GOAL OF THE EXERCISE ::
A line belongs in the answer only if it contains the word "Option"; copy every such line from the listing below.

DATA FOR ANALYSIS ::
// medical_knowledge/src/pathway_projection/mod.rs
pub mod pathway_projection;

pub use pathway_projection::{project_events, synthesize_from_reports, PathwayProjectionEngine, ProjectionOutcome};
// models/src/medical/projection_event.rs
use chrono::NaiveDate;
use serde::{Deserialize, Serialize};
use uuid::Uuid;

use crate::medical::{ClinicalEvent, EventType, HealthReport};

/// Where a projection event came from.
#[derive(Debug, Clone, Copy, PartialEq, Eq, Serialize, Deserialize)]
#[serde(rename_all = "snake_case")]
pub enum EventOrigin {
    Stored,
    ReportExtraction,
}

/// Shape-agnostic event consumed by pathway matching. Stored events and
/// events synthesized from a report's extraction both end up here.
#[derive(Debug, Clone, PartialEq, Serialize, Deserialize)]
pub struct ProjectionEvent {
    pub id: Option<Uuid>,
    pub event_type: EventType,
    pub event_name: String,
    pub event_date: Option<NaiveDate>,
    pub source_report_id: Option<Uuid>,
    pub origin: EventOrigin,
}

impl ProjectionEvent {
    pub fn from_stored_event(event: &ClinicalEvent) -> Self {
        Self {
            id: Some(event.id),
            event_type: event.event_type,
            event_name: event.event_name.clone(),
            event_date: event.event_date,
            source_report_id: event.source_report_id,
            origin: EventOrigin::Stored,
        }
    }

    /// Synthetic event for one extracted entry; dated by the report upload.
    pub fn from_report_extraction(
        report: &HealthReport,
        event_type: EventType,
        event_name: impl Into<String>,
    ) -> Self {
        Self {
            id: None,
            event_type,
            event_name: event_name.into(),
            event_date: Some(report.uploaded_at.date_naive()),
            source_report_id: Some(report.id),
            origin: EventOrigin::ReportExtraction,
        }
    }

    /// Composite key used to collapse repeated mentions across reports.
    pub fn dedup_key(&self) -> (EventType, String) {
        (self.event_type, self.event_name.trim().to_lowercase())
    }
}
// models/src/medical/health_report.rs
use chrono::{DateTime, Utc};
use serde::{Deserialize, Serialize};
use serde_json::{Map, Value};
use uuid::Uuid;

use crate::errors::{GraphError, GraphResult};

/// A raw uploaded report as kept by the ingestion side, including whatever
/// structured extraction the AI collaborator attached to it.
#[derive(Debug, Clone, PartialEq, Serialize, Deserialize)]
pub struct HealthReport {
    pub id: Uuid,
    pub patient_id: Uuid,
    #[serde(default)]
    pub report_json: Value,
    #[serde(default)]
    pub raw_text: Option<String>,
    pub uploaded_at: DateTime<Utc>,
}

/// The `data` section of a report's structured extraction. Entries are kept
/// raw so one unusable entry never invalidates its siblings; see
/// [`extracted_item_name`].
#[derive(Debug, Clone, Default, PartialEq, Serialize, Deserialize)]
pub struct ReportExtraction {
    pub conditions: Vec<Value>,
    pub parameters: Vec<Value>,
    pub medications: Vec<Value>,
}

/// Keys that may carry an extracted entry's name, in lookup order.
pub const ITEM_NAME_KEYS: [&str; 5] = ["name", "test_name", "parameter", "drug", "condition"];

/// Name of one extracted entry: the string itself, or the first non-blank
/// string under [`ITEM_NAME_KEYS`]. `None` when the entry carries no name.
pub fn extracted_item_name(item: &Value) -> Option<&str> {
    let name = match item {
        Value::String(name) => Some(name.as_str()),
        Value::Object(fields) => ITEM_NAME_KEYS
            .iter()
            .filter_map(|key| fields.get(*key).and_then(Value::as_str))
            .find(|name| !name.trim().is_empty()),
        _ => None,
    };
    name.map(str::trim).filter(|name| !name.is_empty())
}

fn entry_list(data: &Map<String, Value>, key: &str) -> Vec<Value> {
    match data.get(key) {
        None | Some(Value::Null) => Vec::new(),
        Some(Value::Array(items)) => items.clone(),
        Some(single) => vec![single.clone()],
    }
}

impl HealthReport {
    pub fn new(patient_id: Uuid, report_json: Value, uploaded_at: DateTime<Utc>) -> Self {
        Self {
            id: Uuid::new_v4(),
            patient_id,
            report_json,
            raw_text: None,
            uploaded_at,
        }
    }

    /// Splits `report_json.data` into its three entry lists. A missing or
    /// null `data` section, or a null list, is empty. A `data` section that is
    /// not an object is an error.
    pub fn extraction(&self) -> GraphResult<ReportExtraction> {
        match self.report_json.get("data") {
            None | Some(Value::Null) => Ok(ReportExtraction::default()),
            Some(Value::Object(data)) => Ok(ReportExtraction {
                conditions: entry_list(data, "conditions"),
                parameters: entry_list(data, "parameters"),
                medications: entry_list(data, "medications"),
            }),
            Some(other) => Err(GraphError::InvalidData(format!(
                "report {} has a non-object extraction: {}",
                self.id, other
            ))),
        }
    }
}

RESPONSE TO THIS TASK ::
    pub id: Option<Uuid>,
    pub event_date: Option<NaiveDate>,
    pub source_report_id: Option<Uuid>,
    pub raw_text: Option<String>,
pub fn extracted_item_name(item: &Value) -> Option<&str> {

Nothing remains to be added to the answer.